━━━━━ ENTRIES SHOWN ━━━━━

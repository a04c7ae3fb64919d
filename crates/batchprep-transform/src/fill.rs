//! Missing-cell filling with constant or name-derived defaults.

use std::collections::BTreeMap;

use serde::{Deserialize, Serialize};

use batchprep_model::{Batch, Value};

/// A column-name rule: matching columns get `fill` for missing cells.
///
/// Matching is case-insensitive; a rule matches if any `contains` fragment
/// occurs in the name or the name ends with any `ends_with` suffix.
#[derive(Debug, Clone, PartialEq, Eq, Serialize, Deserialize)]
pub struct NameRule {
    #[serde(default)]
    pub contains: Vec<String>,
    #[serde(default)]
    pub ends_with: Vec<String>,
    pub fill: String,
}

impl NameRule {
    pub fn matches(&self, column: &str) -> bool {
        let name = column.to_lowercase();
        self.contains
            .iter()
            .any(|fragment| name.contains(&fragment.to_lowercase()))
            || self
                .ends_with
                .iter()
                .any(|suffix| name.ends_with(&suffix.to_lowercase()))
    }
}

/// Identifier, date, flag, state, and ZIP defaults; first match wins.
pub fn default_name_rules() -> Vec<NameRule> {
    let rule = |contains: &[&str], ends_with: &[&str], fill: &str| NameRule {
        contains: contains.iter().map(|s| (*s).to_string()).collect(),
        ends_with: ends_with.iter().map(|s| (*s).to_string()).collect(),
        fill: fill.to_string(),
    };
    vec![
        rule(&["number"], &["id"], "-1"),
        rule(&["date"], &[], "1900-01-01"),
        rule(&["flag"], &[], "N"),
        rule(&["state"], &[], "NA"),
        rule(&["zip"], &[], "00000"),
    ]
}

fn default_fallback() -> String {
    "Unknown".to_string()
}

/// How the fill value for a column is chosen.
#[derive(Debug, Clone, PartialEq, Eq, Serialize, Deserialize)]
#[serde(tag = "policy", rename_all = "snake_case")]
pub enum FillPolicy {
    /// Same token for every column.
    Constant { token: String },
    /// First matching [`NameRule`], else `fallback`.
    ByColumnName {
        #[serde(default = "default_name_rules")]
        rules: Vec<NameRule>,
        #[serde(default = "default_fallback")]
        fallback: String,
    },
}

impl Default for FillPolicy {
    fn default() -> Self {
        Self::ByColumnName {
            rules: default_name_rules(),
            fallback: default_fallback(),
        }
    }
}

impl FillPolicy {
    /// The token used for missing cells of `column`.
    pub fn fill_for(&self, column: &str) -> &str {
        match self {
            Self::Constant { token } => token,
            Self::ByColumnName { rules, fallback } => rules
                .iter()
                .find(|rule| rule.matches(column))
                .map_or(fallback.as_str(), |rule| rule.fill.as_str()),
        }
    }
}

/// Replaces [`Value::Missing`] cells with policy-chosen text.
#[derive(Debug, Clone, Default)]
pub struct MissingFiller {
    policy: FillPolicy,
    /// Restrict filling to these columns; `None` means every column.
    only: Option<Vec<String>>,
    exclude: Vec<String>,
}

impl MissingFiller {
    pub fn new(policy: FillPolicy) -> Self {
        Self {
            policy,
            only: None,
            exclude: Vec::new(),
        }
    }

    /// Fill every missing cell with `token`.
    pub fn constant(token: impl Into<String>) -> Self {
        Self::new(FillPolicy::Constant {
            token: token.into(),
        })
    }

    #[must_use]
    pub fn with_columns(mut self, columns: Option<Vec<String>>) -> Self {
        self.only = columns;
        self
    }

    #[must_use]
    pub fn with_excluded(mut self, columns: Vec<String>) -> Self {
        self.exclude = columns;
        self
    }

    pub fn policy(&self) -> &FillPolicy {
        &self.policy
    }

    /// Fills missing cells in place; returns filled-cell counts per column.
    pub fn fill(&self, batch: &mut Batch) -> BTreeMap<String, usize> {
        let targets: Vec<(usize, String, Value)> = batch
            .schema()
            .columns()
            .iter()
            .enumerate()
            .filter(|(_, name)| {
                self.only.as_ref().is_none_or(|only| only.contains(name))
                    && !self.exclude.contains(name)
            })
            .map(|(position, name)| {
                let fill = Value::text(self.policy.fill_for(name));
                (position, name.clone(), fill)
            })
            .collect();

        let mut filled = BTreeMap::new();
        for row in batch.rows_mut() {
            for (position, name, fill) in &targets {
                if let Some(cell) = row.get_mut(*position)
                    && cell.is_missing()
                {
                    *cell = fill.clone();
                    *filled.entry(name.clone()).or_insert(0) += 1;
                }
            }
        }
        filled
    }
}

#[cfg(test)]
mod tests {
    use super::*;

    #[test]
    fn test_default_rules_by_name() {
        let policy = FillPolicy::default();
        assert_eq!(policy.fill_for("disasterNumber"), "-1");
        assert_eq!(policy.fill_for("registrationId"), "-1");
        assert_eq!(policy.fill_for("declarationDate"), "1900-01-01");
        assert_eq!(policy.fill_for("primaryResidenceFlag"), "N");
        assert_eq!(policy.fill_for("damagedStateAbbreviation"), "NA");
        assert_eq!(policy.fill_for("damagedZipCode"), "00000");
        assert_eq!(policy.fill_for("residenceType"), "Unknown");
    }

    #[test]
    fn test_constant_fill_counts_cells() {
        let mut batch = Batch::from_str_rows(
            &["county", "ownRent"],
            &[&["", "Owner"], &["", ""], &["Harris", "Renter"]],
        )
        .unwrap();
        let filled = MissingFiller::constant("?").fill(&mut batch);
        assert_eq!(filled.get("county"), Some(&2));
        assert_eq!(filled.get("ownRent"), Some(&1));
        assert_eq!(batch.rows()[1].values(), &[Value::text("?"), Value::text("?")]);
    }

    #[test]
    fn test_excluded_and_restricted_columns() {
        let mut batch = Batch::from_str_rows(&["a", "b", "c"], &[&["", "", ""]]).unwrap();
        let filled = MissingFiller::constant("x")
            .with_columns(Some(vec!["a".to_string(), "b".to_string()]))
            .with_excluded(vec!["b".to_string()])
            .fill(&mut batch);
        assert_eq!(filled.len(), 1);
        assert_eq!(
            batch.rows()[0].values(),
            &[Value::text("x"), Value::Missing, Value::Missing]
        );
    }

    #[test]
    fn test_present_values_untouched() {
        let mut batch = Batch::from_str_rows(&["state"], &[&["TX"]]).unwrap();
        let filled = MissingFiller::default().fill(&mut batch);
        assert!(filled.is_empty());
        assert_eq!(batch.rows()[0].values(), &[Value::text("TX")]);
    }
}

━━━━━

INSTRUCTIONS TO FOLLOW: Each record above should be returned exactly as it appears.

RESULT OF THE EXERCISE:
repository a04c7ae3fb64919d
filename crates/batchprep-transform/src/fill.rs
//! Missing-cell filling with constant or name-derived defaults.

use std::collections::BTreeMap;

use serde::{Deserialize, Serialize};

use batchprep_model::{Batch, Value};

/// A column-name rule: matching columns get `fill` for missing cells.
///
/// Matching is case-insensitive; a rule matches if any `contains` fragment
/// occurs in the name or the name ends with any `ends_with` suffix.
#[derive(Debug, Clone, PartialEq, Eq, Serialize, Deserialize)]
pub struct NameRule {
    #[serde(default)]
    pub contains: Vec<String>,
    #[serde(default)]
    pub ends_with: Vec<String>,
    pub fill: String,
}

impl NameRule {
    pub fn matches(&self, column: &str) -> bool {
        let name = column.to_lowercase();
        self.contains
            .iter()
            .any(|fragment| name.contains(&fragment.to_lowercase()))
            || self
                .ends_with
                .iter()
                .any(|suffix| name.ends_with(&suffix.to_lowercase()))
    }
}

/// Identifier, date, flag, state, and ZIP defaults; first match wins.
pub fn default_name_rules() -> Vec<NameRule> {
    let rule = |contains: &[&str], ends_with: &[&str], fill: &str| NameRule {
        contains: contains.iter().map(|s| (*s).to_string()).collect(),
        ends_with: ends_with.iter().map(|s| (*s).to_string()).collect(),
        fill: fill.to_string(),
    };
    vec![
        rule(&["number"], &["id"], "-1"),
        rule(&["date"], &[], "1900-01-01"),
        rule(&["flag"], &[], "N"),
        rule(&["state"], &[], "NA"),
        rule(&["zip"], &[], "00000"),
    ]
}

fn default_fallback() -> String {
    "Unknown".to_string()
}

/// How the fill value for a column is chosen.
#[derive(Debug, Clone, PartialEq, Eq, Serialize, Deserialize)]
#[serde(tag = "policy", rename_all = "snake_case")]
pub enum FillPolicy {
    /// Same token for every column.
    Constant { token: String },
    /// First matching [`NameRule`], else `fallback`.
    ByColumnName {
        #[serde(default = "default_name_rules")]
        rules: Vec<NameRule>,
        #[serde(default = "default_fallback")]
        fallback: String,
    },
}

impl Default for FillPolicy {
    fn default() -> Self {
        Self::ByColumnName {
            rules: default_name_rules(),
            fallback: default_fallback(),
        }
    }
}

impl FillPolicy {
    /// The token used for missing cells of `column`.
    pub fn fill_for(&self, column: &str) -> &str {
        match self {
            Self::Constant { token } => token,
            Self::ByColumnName { rules, fallback } => rules
                .iter()
                .find(|rule| rule.matches(column))
                .map_or(fallback.as_str(), |rule| rule.fill.as_str()),
        }
    }
}

/// Replaces [`Value::Missing`] cells with policy-chosen text.
#[derive(Debug, Clone, Default)]
pub struct MissingFiller {
    policy: FillPolicy,
    /// Restrict filling to these columns; `None` means every column.
    only: Option<Vec<String>>,
    exclude: Vec<String>,
}

impl MissingFiller {
    pub fn new(policy: FillPolicy) -> Self {
        Self {
            policy,
            only: None,
            exclude: Vec::new(),
        }
    }

    /// Fill every missing cell with `token`.
    pub fn constant(token: impl Into<String>) -> Self {
        Self::new(FillPolicy::Constant {
            token: token.into(),
        })
    }

    #[must_use]
    pub fn with_columns(mut self, columns: Option<Vec<String>>) -> Self {
        self.only = columns;
        self
    }

    #[must_use]
    pub fn with_excluded(mut self, columns: Vec<String>) -> Self {
        self.exclude = columns;
        self
    }

    pub fn policy(&self) -> &FillPolicy {
        &self.policy
    }

    /// Fills missing cells in place; returns filled-cell counts per column.
    pub fn fill(&self, batch: &mut Batch) -> BTreeMap<String, usize> {
        let targets: Vec<(usize, String, Value)> = batch
            .schema()
            .columns()
            .iter()
            .enumerate()
            .filter(|(_, name)| {
                self.only.as_ref().is_none_or(|only| only.contains(name))
                    && !self.exclude.contains(name)
            })
            .map(|(position, name)| {
                let fill = Value::text(self.policy.fill_for(name));
                (position, name.clone(), fill)
            })
            .collect();

        let mut filled = BTreeMap::new();
        for row in batch.rows_mut() {
            for (position, name, fill) in &targets {
                if let Some(cell) = row.get_mut(*position)
                    && cell.is_missing()
                {
                    *cell = fill.clone();
                    *filled.entry(name.clone()).or_insert(0) += 1;
                }
            }
        }
        filled
    }
}

#[cfg(test)]
mod tests {
    use super::*;

    #[test]
    fn test_default_rules_by_name() {
        let policy = FillPolicy::default();
        assert_eq!(policy.fill_for("disasterNumber"), "-1");
        assert_eq!(policy.fill_for("registrationId"), "-1");
        assert_eq!(policy.fill_for("declarationDate"), "1900-01-01");
        assert_eq!(policy.fill_for("primaryResidenceFlag"), "N");
        assert_eq!(policy.fill_for("damagedStateAbbreviation"), "NA");
        assert_eq!(policy.fill_for("damagedZipCode"), "00000");
        assert_eq!(policy.fill_for("residenceType"), "Unknown");
    }

    #[test]
    fn test_constant_fill_counts_cells() {
        let mut batch = Batch::from_str_rows(
            &["county", "ownRent"],
            &[&["", "Owner"], &["", ""], &["Harris", "Renter"]],
        )
        .unwrap();
        let filled = MissingFiller::constant("?").fill(&mut batch);
        assert_eq!(filled.get("county"), Some(&2));
        assert_eq!(filled.get("ownRent"), Some(&1));
        assert_eq!(batch.rows()[1].values(), &[Value::text("?"), Value::text("?")]);
    }

    #[test]
    fn test_excluded_and_restricted_columns() {
        let mut batch = Batch::from_str_rows(&["a", "b", "c"], &[&["", "", ""]]).unwrap();
        let filled = MissingFiller::constant("x")
            .with_columns(Some(vec!["a".to_string(), "b".to_string()]))
            .with_excluded(vec!["b".to_string()])
            .fill(&mut batch);
        assert_eq!(filled.len(), 1);
        assert_eq!(
            batch.rows()[0].values(),
            &[Value::text("x"), Value::Missing, Value::Missing]
        );
    }

    #[test]
    fn test_present_values_untouched() {
        let mut batch = Batch::from_str_rows(&["state"], &[&["TX"]]).unwrap();
        let filled = MissingFiller::default().fill(&mut batch);
        assert!(filled.is_empty());
        assert_eq!(batch.rows()[0].values(), &[Value::text("TX")]);
    }
}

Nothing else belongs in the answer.